An Insurer Cannot Rely Satisfaction of a SIR as a Prerequisite to Defend its Insured Unless the Policy Language Expressly Sets Forth in Clear and Unambiguous Terms that the Defense is Conditional on Satisfaction of the SIR

American Safety Indemnity Co. v. Admiral Ins. Co. 2013 WL 5397890 (Cal.App.4 Dist.)

By: Jon A. Turigliatto and David A. Napper
October 15, 2013

The Fourth District Court of Appeal held that a self-insured retention (“SIR”) in a commercial general liability policy does not necessarily excuse the insurer from providing a defense to an insured that had not first satisfied the SIR through payment of defense costs. The Court once again applied the well-establish principle that any limitation on the coverage provided by a liability insurance policy must be express and consistent with the reasonable expectations of the insured.
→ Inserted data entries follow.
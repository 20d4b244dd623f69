use routewatch::collectors::{MonitorError, MonitoringScheduler};
use routewatch::inventory::Inventory;
use routewatch::models::DeviceDescriptor;
use routewatch::snmp::memory::{MemoryAgent, MemoryNetwork};
use routewatch::snmp::{Value, mib};
use routewatch::storage::{JsonFileStore, TelemetryStore};
use std::sync::Arc;
use std::time::Duration;
use tempfile::TempDir;

/// Integration tests for the monitoring scheduler
/// Time is paused, so interval/duration arithmetic runs on tokio's virtual clock

struct Fixture {
    scheduler: MonitoringScheduler,
    agent: Arc<MemoryAgent>,
    store: Arc<JsonFileStore>,
    _dir: TempDir,
}

fn fixture() -> Fixture {
    let dir = TempDir::new().unwrap();
    let inventory = Arc::new(Inventory::new(vec![DeviceDescriptor::new("10.0.0.1", "R1")]));
    let network = MemoryNetwork::new();
    let agent = network.add(
        "10.0.0.1",
        MemoryAgent::new("R1")
            .with(
                mib::instance(mib::IF_NAME, 3),
                Value::OctetString("Gi0/1".into()),
            )
            .with(mib::instance(mib::IF_IN_OCTETS, 3), Value::Counter32(1_000)),
    );
    let store = Arc::new(JsonFileStore::new(dir.path()).unwrap());
    let scheduler = MonitoringScheduler::new(inventory, Arc::new(network), store.clone());
    Fixture {
        scheduler,
        agent,
        store,
        _dir: dir,
    }
}

#[tokio::test(start_paused = true)]
async fn test_session_runs_for_duration_then_deregisters() {
    let f = fixture();
    f.scheduler.start("10.0.0.1", "Gi0/1", 1, 3).await.unwrap();
    assert_eq!(f.scheduler.active_sessions().len(), 1);

    tokio::time::sleep(Duration::from_secs(5)).await;

    let samples = f.scheduler.read("10.0.0.1", "Gi0/1").unwrap();
    assert!(
        (2..=4).contains(&samples.len()),
        "expected 2-4 samples, got {}",
        samples.len()
    );
    assert!(samples.iter().all(|s| s.value == 1_000));
    assert!(samples.windows(2).all(|w| w[0].timestamp <= w[1].timestamp));
    assert!(f.scheduler.active_sessions().is_empty());

    // Identity is free again
    f.scheduler.start("10.0.0.1", "Gi0/1", 1, 3).await.unwrap();
    f.scheduler.shutdown().await;
}

#[tokio::test(start_paused = true)]
async fn test_conflicting_start_leaves_series_untouched() {
    let f = fixture();
    f.scheduler.start("R1", "Gi0/1", 10, 60).await.unwrap();
    tokio::time::sleep(Duration::from_millis(10)).await;
    let before = f.scheduler.read("R1", "Gi0/1").unwrap();

    let err = f.scheduler.start("10.0.0.1", "Gi0/1", 1, 5).await.unwrap_err();
    assert!(matches!(err, MonitorError::AlreadyActive(_)));

    let after = f.scheduler.read("R1", "Gi0/1").unwrap();
    assert_eq!(before, after);
    let active = f.scheduler.active_sessions();
    assert_eq!(active.len(), 1);
    assert_eq!(active[0].interval_secs, 10);

    f.scheduler.shutdown().await;
}

#[tokio::test(start_paused = true)]
async fn test_stop_cancels_polling() {
    let f = fixture();
    f.scheduler.start("10.0.0.1", "Gi0/1", 1, 60).await.unwrap();
    tokio::time::sleep(Duration::from_millis(2_500)).await;

    let stopped = f.scheduler.stop("10.0.0.1", "Gi0/1").unwrap();
    assert_eq!(stopped.duration_secs, 60);
    assert!(matches!(
        f.scheduler.stop("10.0.0.1", "Gi0/1"),
        Err(MonitorError::NotActive(_))
    ));

    let count = f.scheduler.read("10.0.0.1", "Gi0/1").unwrap().len();
    tokio::time::sleep(Duration::from_secs(10)).await;
    assert_eq!(f.scheduler.read("10.0.0.1", "Gi0/1").unwrap().len(), count);
}

#[tokio::test(start_paused = true)]
async fn test_absent_counter_skips_ticks() {
    let f = fixture();
    f.agent.remove(&mib::instance(mib::IF_IN_OCTETS, 3));

    f.scheduler.start("10.0.0.1", "Gi0/1", 1, 3).await.unwrap();
    tokio::time::sleep(Duration::from_secs(5)).await;

    assert!(matches!(
        f.scheduler.read("10.0.0.1", "Gi0/1"),
        Err(MonitorError::NoData(_))
    ));
    assert!(f.scheduler.active_sessions().is_empty());
}

#[tokio::test(start_paused = true)]
async fn test_samples_persisted_under_inventory_address() {
    let f = fixture();
    f.scheduler.start("R1", "Gi0/1", 1, 2).await.unwrap();
    tokio::time::sleep(Duration::from_secs(3)).await;

    let key = routewatch::models::SeriesKey::new("10.0.0.1", "Gi0/1");
    assert!(f.store.samples_path(&key).ends_with("10_0_0_1_Gi0_1.json"));
    assert!(f.store.read_samples(&key).unwrap().is_some());
}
Following a landslide alleged to have resulted from grading deficiencies, homeowners sued several defendants, including the developer and the grading contractor. The developer was insured by Admiral Insurance Company (“Admiral”) and the grader was insured by American Safety Indemnity Company (“ASIC”). The developer was named as an additional insured on the ASIC policy and tendered its defense to ASIC. ASIC initially declined to defend. But after the developer sued for bad faith, ASIC agreed to defend the developer and its related entities (collectively “Developer”).